Extracted data entries:
_ _ _ _ _ _ _

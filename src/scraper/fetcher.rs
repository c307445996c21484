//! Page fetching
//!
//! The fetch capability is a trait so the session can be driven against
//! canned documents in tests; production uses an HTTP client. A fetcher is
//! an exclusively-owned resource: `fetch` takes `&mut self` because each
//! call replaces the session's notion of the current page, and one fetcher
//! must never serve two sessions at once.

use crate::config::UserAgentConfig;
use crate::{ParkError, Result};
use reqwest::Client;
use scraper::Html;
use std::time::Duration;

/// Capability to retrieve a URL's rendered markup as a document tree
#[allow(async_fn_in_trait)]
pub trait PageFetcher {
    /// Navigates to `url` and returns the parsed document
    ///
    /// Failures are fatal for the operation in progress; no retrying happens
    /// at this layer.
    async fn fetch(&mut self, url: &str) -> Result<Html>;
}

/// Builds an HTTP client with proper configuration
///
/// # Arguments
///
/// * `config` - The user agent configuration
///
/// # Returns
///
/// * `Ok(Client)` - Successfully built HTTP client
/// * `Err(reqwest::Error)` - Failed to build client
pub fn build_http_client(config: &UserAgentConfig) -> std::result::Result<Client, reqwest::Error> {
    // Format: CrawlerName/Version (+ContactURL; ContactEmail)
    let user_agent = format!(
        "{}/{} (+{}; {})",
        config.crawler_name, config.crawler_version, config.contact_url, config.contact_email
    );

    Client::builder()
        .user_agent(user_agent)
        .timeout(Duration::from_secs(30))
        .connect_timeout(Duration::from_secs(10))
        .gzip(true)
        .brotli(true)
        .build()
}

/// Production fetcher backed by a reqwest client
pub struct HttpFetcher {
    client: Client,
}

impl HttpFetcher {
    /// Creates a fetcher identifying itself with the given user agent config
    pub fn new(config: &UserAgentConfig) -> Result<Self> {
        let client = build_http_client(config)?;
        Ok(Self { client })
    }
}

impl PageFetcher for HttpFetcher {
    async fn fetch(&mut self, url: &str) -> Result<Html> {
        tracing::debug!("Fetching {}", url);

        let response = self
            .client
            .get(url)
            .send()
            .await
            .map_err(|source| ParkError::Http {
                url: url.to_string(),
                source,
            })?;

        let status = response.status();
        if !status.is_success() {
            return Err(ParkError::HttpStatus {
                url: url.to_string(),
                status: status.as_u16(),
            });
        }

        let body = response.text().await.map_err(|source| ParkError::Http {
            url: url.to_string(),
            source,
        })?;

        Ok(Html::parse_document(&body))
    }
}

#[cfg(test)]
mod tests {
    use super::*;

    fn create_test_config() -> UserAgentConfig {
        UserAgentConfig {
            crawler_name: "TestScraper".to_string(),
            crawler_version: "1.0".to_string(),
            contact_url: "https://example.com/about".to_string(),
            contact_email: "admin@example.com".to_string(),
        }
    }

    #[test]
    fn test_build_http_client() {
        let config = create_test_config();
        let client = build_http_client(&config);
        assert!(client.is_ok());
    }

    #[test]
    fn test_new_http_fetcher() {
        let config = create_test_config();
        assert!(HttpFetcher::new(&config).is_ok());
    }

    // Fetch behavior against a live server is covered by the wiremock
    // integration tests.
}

_ _ _ _ _ _ _

Copy each line from the entries above that has the word "impl" in it.

impl HttpFetcher {
impl PageFetcher for HttpFetcher {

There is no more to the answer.